Understanding the event that started the Great War is crucial. But, comprehending why it was the spark plug is even more important. In other words, how did a conflict that began in the Balkans escalate into a global affair? Analyzing some longer-term factors explains why this occurred.
In 1882, motivated by anti-Russian and anti-French sentiments, Germany, Austria-Hungary, and Italy formed the Triple Alliance. This alliance was made so that if one of them was attacked, the other two needed to provide military support. The French and Russians followed this with their own agreement in 1894, evolving into the Triple Entente by 1907--a three-way military alliance between the United Kingdom, France, and Russia.
Despite emerging out of a desire for stability, these alliances contributed to the exact opposite. Indeed, following the assassination of the Archduke, Austria-Hungary declared war on Serbia. Russia, a Serbian ally, then declared war on Austria-Hungary. Being part of the Triple Alliance, Germany was obligated to go to war with Russia, which then brought in the United Kingdom and France. In short, alliances were largely responsible for a regional conflict snowballing into a general European war, as they made military involvement obligatory if one's ally was attacked.

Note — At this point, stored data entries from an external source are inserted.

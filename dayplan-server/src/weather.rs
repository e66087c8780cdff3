//! Ambient weather poller.
//!
//! A background job that fetches the hourly forecast from OpenWeather
//! on a timer and records it as per-day JSON files under
//! `<data_dir>/weather/`, written with the same temp-and-rename
//! discipline as task files. The records are independent of the task
//! store; the gateway reads them back for the `/api/weather` route.
//! Fetch failures are logged and never fatal.

use std::collections::BTreeMap;
use std::io::ErrorKind;
use std::path::{Path, PathBuf};
use std::time::Duration;

use chrono::{Local, TimeZone};
use serde::{Deserialize, Serialize};

use crate::config::ServerConfig;
use dayplan_core::store;

const OPENWEATHER_URL: &str = "https://api.openweathermap.org/data/3.0/onecall";

/// Errors from fetching or recording weather data.
#[derive(Debug, thiserror::Error)]
pub enum WeatherError {
    /// The forecast request failed.
    #[error("weather request failed: {0}")]
    Http(#[from] reqwest::Error),

    /// A weather file or directory could not be accessed.
    #[error("{path}: {source}")]
    Io {
        /// Path that was being accessed.
        path: PathBuf,
        /// Underlying I/O error.
        source: std::io::Error,
    },

    /// A weather record could not be serialized or parsed.
    #[error("weather record malformed: {0}")]
    Json(#[from] serde_json::Error),

    /// A weather record could not be written.
    #[error(transparent)]
    Write(#[from] store::StoreError),
}

/// Display payload for one recorded hour.
#[derive(Debug, Clone, PartialEq, Eq, Serialize, Deserialize)]
pub struct WeatherData {
    /// Material Design icon name for the client.
    pub icon: String,
    /// Human-readable conditions, e.g. `light rain`.
    pub description: String,
}

/// One recorded forecast hour.
#[derive(Debug, Clone, PartialEq, Eq, Serialize, Deserialize)]
pub struct HourlyWeather {
    /// Calendar date, `YYYY-MM-DD`, local time.
    pub date: String,
    /// Hour of day, 0-23.
    pub hour: u32,
    /// Conditions for that hour.
    pub data: WeatherData,
}

// ---------------------------------------------------------------------------
// OpenWeather response shapes (only the fields we use)
// ---------------------------------------------------------------------------

#[derive(Debug, Deserialize)]
struct OneCallResponse {
    #[serde(default)]
    hourly: Vec<HourlyForecast>,
}

#[derive(Debug, Deserialize)]
struct HourlyForecast {
    dt: i64,
    #[serde(default)]
    weather: Vec<ForecastConditions>,
}

#[derive(Debug, Deserialize)]
struct ForecastConditions {
    icon: String,
    description: String,
}

/// Maps an OpenWeather icon code to a Material Design icon name.
fn material_icon(code: &str) -> &'static str {
    match code {
        "01d" => "bedtime",
        "01n" => "clear_day",
        "02d" => "partly_cloudy_day",
        "02n" => "partly_cloudy_night",
        "03d" | "03n" | "04d" | "04n" => "cloud",
        "09d" | "09n" | "10d" | "10n" => "rainy",
        "11d" | "11n" => "thunderstorm",
        "13d" | "13n" => "weather_snowy",
        "50d" | "50n" => "foggy",
        _ => "cloud",
    }
}

/// Converts a forecast response into recorded hours grouped by local
/// date. Hours without a conditions entry are skipped.
fn hours_by_date(hourly: &[HourlyForecast]) -> BTreeMap<String, Vec<HourlyWeather>> {
    let mut by_date: BTreeMap<String, Vec<HourlyWeather>> = BTreeMap::new();

    for forecast in hourly {
        let Some(conditions) = forecast.weather.first() else {
            continue;
        };
        let Some(at) = Local.timestamp_opt(forecast.dt, 0).single() else {
            continue;
        };

        let date = at.format("%Y-%m-%d").to_string();
        by_date.entry(date.clone()).or_default().push(HourlyWeather {
            date,
            hour: chrono::Timelike::hour(&at),
            data: WeatherData {
                icon: material_icon(&conditions.icon).to_string(),
                description: conditions.description.clone(),
            },
        });
    }

    by_date
}

/// Merges newly fetched hours into previously recorded ones: new data
/// replaces the same hour, other hours are kept, result sorted by
/// hour.
fn merge_hours(existing: Vec<HourlyWeather>, fresh: Vec<HourlyWeather>) -> Vec<HourlyWeather> {
    let mut by_hour: BTreeMap<u32, HourlyWeather> =
        existing.into_iter().map(|h| (h.hour, h)).collect();
    for entry in fresh {
        by_hour.insert(entry.hour, entry);
    }
    by_hour.into_values().collect()
}

/// Path of the record file for one date.
fn record_path(weather_dir: &Path, date: &str) -> PathBuf {
    weather_dir.join(format!("{date}.json"))
}

/// Returns the recorded hours for `date`, empty if nothing has been
/// recorded yet.
///
/// # Errors
///
/// Returns [`WeatherError`] on I/O failure other than not-found, or
/// if the record file is malformed.
pub async fn read_for_date(weather_dir: &Path, date: &str) -> Result<Vec<HourlyWeather>, WeatherError> {
    let path = record_path(weather_dir, date);
    match tokio::fs::read(&path).await {
        Ok(bytes) => Ok(serde_json::from_slice(&bytes)?),
        Err(e) if e.kind() == ErrorKind::NotFound => Ok(Vec::new()),
        Err(e) => Err(WeatherError::Io { path, source: e }),
    }
}

/// Records `fresh` hours for `date`, merging with any previous record
/// and writing atomically.
async fn record_for_date(
    weather_dir: &Path,
    date: &str,
    fresh: Vec<HourlyWeather>,
) -> Result<(), WeatherError> {
    let merged = merge_hours(read_for_date(weather_dir, date).await?, fresh);
    let bytes = serde_json::to_vec(&merged)?;
    store::write_atomic(&record_path(weather_dir, date), &bytes).await?;
    Ok(())
}

/// Background weather poller.
pub struct WeatherService {
    client: reqwest::Client,
    api_key: String,
    latitude: f64,
    longitude: f64,
    weather_dir: PathBuf,
    poll_interval: Duration,
}

impl WeatherService {
    /// Builds a service from the resolved config, or `None` when no
    /// API key is configured.
    #[must_use]
    pub fn from_config(config: &ServerConfig) -> Option<Self> {
        let api_key = config.weather.api_key.clone()?;
        Some(Self {
            client: reqwest::Client::new(),
            api_key,
            latitude: config.weather.latitude,
            longitude: config.weather.longitude,
            weather_dir: config.data_dir.join("weather"),
            poll_interval: config.weather.poll_interval,
        })
    }

    /// Fetches the hourly forecast once and records it, returning the
    /// number of hours recorded.
    ///
    /// # Errors
    ///
    /// Returns [`WeatherError`] if the request or any record write
    /// fails.
    pub async fn fetch_once(&self) -> Result<usize, WeatherError> {
        let response: OneCallResponse = self
            .client
            .get(OPENWEATHER_URL)
            .query(&[
                ("lat", self.latitude.to_string()),
                ("lon", self.longitude.to_string()),
                ("appid", self.api_key.clone()),
                ("units", "metric".to_string()),
                ("exclude", "minutely,daily,alerts".to_string()),
            ])
            .send()
            .await?
            .error_for_status()?
            .json()
            .await?;

        tokio::fs::create_dir_all(&self.weather_dir)
            .await
            .map_err(|e| WeatherError::Io {
                path: self.weather_dir.clone(),
                source: e,
            })?;

        let mut recorded = 0;
        for (date, hours) in hours_by_date(&response.hourly) {
            recorded += hours.len();
            record_for_date(&self.weather_dir, &date, hours).await?;
        }
        Ok(recorded)
    }

    /// Spawns the polling loop: one immediate fetch, then one per
    /// poll interval. Errors are logged, never propagated.
    pub fn spawn_poller(self) -> tokio::task::JoinHandle<()> {
        tokio::spawn(async move {
            let mut tick = tokio::time::interval(self.poll_interval);
            loop {
                tick.tick().await;
                match self.fetch_once().await {
                    Ok(recorded) => {
                        tracing::debug!(hours = recorded, "weather data updated");
                    }
                    Err(e) => {
                        tracing::warn!(error = %e, "weather fetch failed");
                    }
                }
            }
        })
    }
}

The late 1800s also saw increased militarism. Perhaps the most obvious example of this was the Anglo-German naval arms race. By the 1870s, Britain had the largest navy in Europe. Feeling threatened, Kaiser Wilhelm II began to build up Germany's maritime force. This prompted even more naval investments by the UK, leading to the creation of the Dreadnought--a new ship that far outclassed any others in Europe. It soon became clear that no matter what Germany did, its navy could not match that of the British. Nonetheless, tensions caused by such militarism undeniably contributed to the general fear of a prospective European war. Moreover, these improvements in military technologies ensured that any future conflict would be enormously destructive.

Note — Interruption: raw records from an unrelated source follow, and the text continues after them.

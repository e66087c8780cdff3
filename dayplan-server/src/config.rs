//! Configuration system for the Dayplan server.
//!
//! Supports layered configuration with the following priority
//! (highest first):
//! 1. CLI arguments
//! 2. Environment variables (via clap `env` attribute)
//! 3. TOML config file (`~/.config/dayplan/config.toml`)
//! 4. Compiled defaults

use std::path::PathBuf;
use std::time::Duration;

/// Errors that can occur when loading server configuration.
#[derive(Debug, thiserror::Error)]
pub enum ConfigError {
    /// Failed to read the configuration file.
    #[error("failed to read config file {path}: {source}")]
    ReadFile {
        /// Path that was attempted.
        path: PathBuf,
        /// Underlying I/O error.
        source: std::io::Error,
    },

    /// Failed to parse the TOML configuration.
    #[error("failed to parse config file: {0}")]
    ParseToml(#[from] toml::de::Error),
}

// ---------------------------------------------------------------------------
// TOML file structs (all fields Option for partial overrides)
// ---------------------------------------------------------------------------

/// Top-level TOML config file structure.
#[derive(Debug, Default, serde::Deserialize)]
#[serde(default)]
struct ConfigFile {
    server: ServerFileConfig,
    weather: WeatherFileConfig,
}

/// `[server]` section of the config file.
#[derive(Debug, Default, serde::Deserialize)]
#[serde(default)]
struct ServerFileConfig {
    bind_addr: Option<String>,
    data_dir: Option<PathBuf>,
    static_dir: Option<PathBuf>,
}

/// `[weather]` section of the config file.
#[derive(Debug, Default, serde::Deserialize)]
#[serde(default)]
struct WeatherFileConfig {
    api_key: Option<String>,
    latitude: Option<f64>,
    longitude: Option<f64>,
    poll_interval_secs: Option<u64>,
}

// ---------------------------------------------------------------------------
// CLI arguments
// ---------------------------------------------------------------------------

/// CLI arguments for the Dayplan server.
#[derive(clap::Parser, Debug, Default)]
#[command(version, about = "Dayplan daily-activity planner server")]
pub struct CliArgs {
    /// Address to bind the server to.
    #[arg(short, long, env = "DAYPLAN_ADDR")]
    pub bind: Option<String>,

    /// Path to config file (default: `~/.config/dayplan/config.toml`).
    #[arg(short, long)]
    pub config: Option<PathBuf>,

    /// Directory holding the task and weather files.
    #[arg(short, long, env = "DAYPLAN_DATA")]
    pub data_dir: Option<PathBuf>,

    /// Directory holding the web client's static files.
    #[arg(long)]
    pub static_dir: Option<PathBuf>,

    /// OpenWeather API key; weather polling is disabled without one.
    #[arg(long, env = "OPENWEATHER_API_KEY", hide_env_values = true)]
    pub weather_api_key: Option<String>,

    /// Log level filter (trace, debug, info, warn, error).
    #[arg(long, default_value = "info", env = "DAYPLAN_LOG")]
    pub log_level: String,
}

// ---------------------------------------------------------------------------
// Resolved configuration
// ---------------------------------------------------------------------------

/// Fully resolved weather poller configuration.
#[derive(Debug, Clone)]
pub struct WeatherConfig {
    /// OpenWeather API key; `None` disables polling.
    pub api_key: Option<String>,
    /// Forecast latitude.
    pub latitude: f64,
    /// Forecast longitude.
    pub longitude: f64,
    /// Time between forecast fetches.
    pub poll_interval: Duration,
}

/// Fully resolved server configuration.
#[derive(Debug, Clone)]
pub struct ServerConfig {
    /// Address to bind the server to (e.g., `0.0.0.0:8080`).
    pub bind_addr: String,
    /// Directory holding the task and weather files.
    pub data_dir: PathBuf,
    /// Directory holding the web client's static files.
    pub static_dir: PathBuf,
    /// Log level filter string.
    pub log_level: String,
    /// Weather poller settings.
    pub weather: WeatherConfig,
}

impl Default for ServerConfig {
    fn default() -> Self {
        Self {
            bind_addr: "0.0.0.0:8080".to_string(),
            data_dir: PathBuf::from("data"),
            static_dir: PathBuf::from("static"),
            log_level: "info".to_string(),
            weather: WeatherConfig {
                api_key: None,
                // London, matching the original deployment.
                latitude: 51.5074,
                longitude: -0.1278,
                poll_interval: Duration::from_secs(600),
            },
        }
    }
}

impl ServerConfig {
    /// Load configuration by merging CLI args, env vars, and a TOML
    /// file.
    ///
    /// If `--config` is given and the file does not exist, returns an
    /// error. If no `--config` is given, the default path is tried and
    /// a missing file is treated as empty config.
    ///
    /// # Errors
    ///
    /// Returns [`ConfigError`] if the explicit config file cannot be
    /// read or parsed.
    pub fn load(cli: &CliArgs) -> Result<Self, ConfigError> {
        let file = load_config_file(cli.config.as_deref())?;
        Ok(Self::resolve(cli, &file))
    }

    /// Resolve a `ServerConfig` from CLI args and a parsed config
    /// file. Priority: CLI > file > default.
    #[must_use]
    fn resolve(cli: &CliArgs, file: &ConfigFile) -> Self {
        let defaults = Self::default();

        Self {
            bind_addr: cli
                .bind
                .clone()
                .or_else(|| file.server.bind_addr.clone())
                .unwrap_or(defaults.bind_addr),
            data_dir: cli
                .data_dir
                .clone()
                .or_else(|| file.server.data_dir.clone())
                .unwrap_or(defaults.data_dir),
            static_dir: cli
                .static_dir
                .clone()
                .or_else(|| file.server.static_dir.clone())
                .unwrap_or(defaults.static_dir),
            log_level: cli.log_level.clone(),
            weather: WeatherConfig {
                api_key: cli
                    .weather_api_key
                    .clone()
                    .or_else(|| file.weather.api_key.clone()),
                latitude: file.weather.latitude.unwrap_or(defaults.weather.latitude),
                longitude: file.weather.longitude.unwrap_or(defaults.weather.longitude),
                poll_interval: file
                    .weather
                    .poll_interval_secs
                    .map_or(defaults.weather.poll_interval, Duration::from_secs),
            },
        }
    }
}

// ---------------------------------------------------------------------------
// Internal helpers
// ---------------------------------------------------------------------------

/// Load and parse a TOML config file.
fn load_config_file(explicit_path: Option<&std::path::Path>) -> Result<ConfigFile, ConfigError> {
    let path = if let Some(p) = explicit_path {
        let contents = std::fs::read_to_string(p).map_err(|e| ConfigError::ReadFile {
            path: p.to_path_buf(),
            source: e,
        })?;
        return Ok(toml::from_str(&contents)?);
    } else {
        let Some(config_dir) = dirs::config_dir() else {
            return Ok(ConfigFile::default());
        };
        config_dir.join("dayplan").join("config.toml")
    };

    match std::fs::read_to_string(&path) {
        Ok(contents) => Ok(toml::from_str(&contents)?),
        Err(e) if e.kind() == std::io::ErrorKind::NotFound => Ok(ConfigFile::default()),
        Err(e) => Err(ConfigError::ReadFile { path, source: e }),
    }
}
//! Messages exchanged with the external simulation process.
//!
//! Wire format is JSON with a `type` discriminator:
//!
//! ```text
//! inbound:  { "type": "READY" }
//!           { "type": "LOG", "message": "..." }
//!           { "type": "SNAPSHOT", "snapshot": { ... } }
//! outbound: { "type": "INIT", "seed": "..." }
//!           { "type": "SET_PAUSED", "paused": true }
//!           { "type": "SET_TIMESCALE", "timeScale": 3600 }
//! ```

use std::sync::mpsc::Sender;

use serde::{Deserialize, Serialize};

use crate::api::types::Snapshot;

/// Messages from the simulation.
#[derive(Debug, Clone, PartialEq, Deserialize)]
#[serde(tag = "type", rename_all = "SCREAMING_SNAKE_CASE")]
pub enum InboundMessage {
    Ready,
    Log { message: String },
    Snapshot { snapshot: Snapshot },
}

impl InboundMessage {
    pub fn from_json(json: &str) -> Result<Self, serde_json::Error> {
        serde_json::from_str(json)
    }
}

/// Messages to the simulation.
#[derive(Debug, Clone, PartialEq, Serialize, Deserialize)]
#[serde(tag = "type", rename_all = "SCREAMING_SNAKE_CASE")]
pub enum OutboundMessage {
    Init {
        seed: String,
    },
    SetPaused {
        paused: bool,
    },
    SetTimescale {
        #[serde(rename = "timeScale")]
        time_scale: f64,
    },
}

impl OutboundMessage {
    pub fn to_json(&self) -> Result<String, serde_json::Error> {
        serde_json::to_string(self)
    }
}

/// Outbound half of the simulation link. Fire-and-forget; implementations
/// decide whether messages cross a thread, a process or an event loop.
pub trait SimChannel {
    fn post(&mut self, message: OutboundMessage);
}

/// Buffered channel drained by the host once per frame.
#[derive(Debug, Default)]
pub struct Outbox {
    pending: Vec<OutboundMessage>,
}

impl Outbox {
    pub fn new() -> Self {
        Self::default()
    }

    pub fn drain(&mut self) -> Vec<OutboundMessage> {
        std::mem::take(&mut self.pending)
    }

    pub fn pending(&self) -> &[OutboundMessage] {
        &self.pending
    }

    /// Drain as a JSON array for hosts that relay strings.
    pub fn drain_json(&mut self) -> Result<String, serde_json::Error> {
        let messages = self.drain();
        serde_json::to_string(&messages)
    }
}

impl SimChannel for Outbox {
    fn post(&mut self, message: OutboundMessage) {
        self.pending.push(message);
    }
}

impl SimChannel for Sender<OutboundMessage> {
    fn post(&mut self, message: OutboundMessage) {
        if self.send(message).is_err() {
            log::warn!("simulation channel closed; outbound message dropped");
        }
    }
}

At the 1884 Berlin Conference, Africa was divided between the major European powers, the most notable of which were Britain, France, and Belgium. Despite this diplomacy, difficulties arose. For instance, Germany, not having a particularly strong foothold in Africa, wanted to weaken France's position on the continent. Therefore, on March 31, 1905, Kaiser Wilhelm II visited French-controlled Morocco, touring the city of Tangier and declaring his support for Moroccan independence. Shortly afterward, the Moroccan Sultan rejected a series of French policies. This became known as the First Moroccan Crisis. While Germany did agree to stop interfering in French colonial business following the Algeciras Conference, the crisis resulted in a deepening of alliances, with Austria-Hungary coming to Germany's defense and Britain supporting France. In short, these imperial and colonial affairs increased divisions between the Entente and the Central Powers, contributing to a geopolitical atmosphere that made war possible.
In 1871, Germany and Italy unified, signifying the rise of nationalism across Europe. This change contributed to the perception of politics as a battle between people or races rather than political leaders, posing an existential threat to multiethnic empires like the Austria-Hungary Empire comprising Germans, Hungarians, Czechs, Serbians, Croatians, Poles, Ruthenians, and Romanians. Furthermore, no one group in this Empire made up the majority of the population. All this meant that the Empire was a powder keg, with different nationalities vying for power. As demonstrated by Serbian nationalists assassinating Franz Ferdinand, these often violent sentiments directly led to World War One.
The Great War occurred due to a multitude of factors. The most direct cause was the assassination of Austria-Hungary's Archduke on June 28, 1914. However, the deeper roots can be traced to alliances, militarism, imperialism, and nationalism. These elements thus culminated in one of the deadliest conflicts in world history.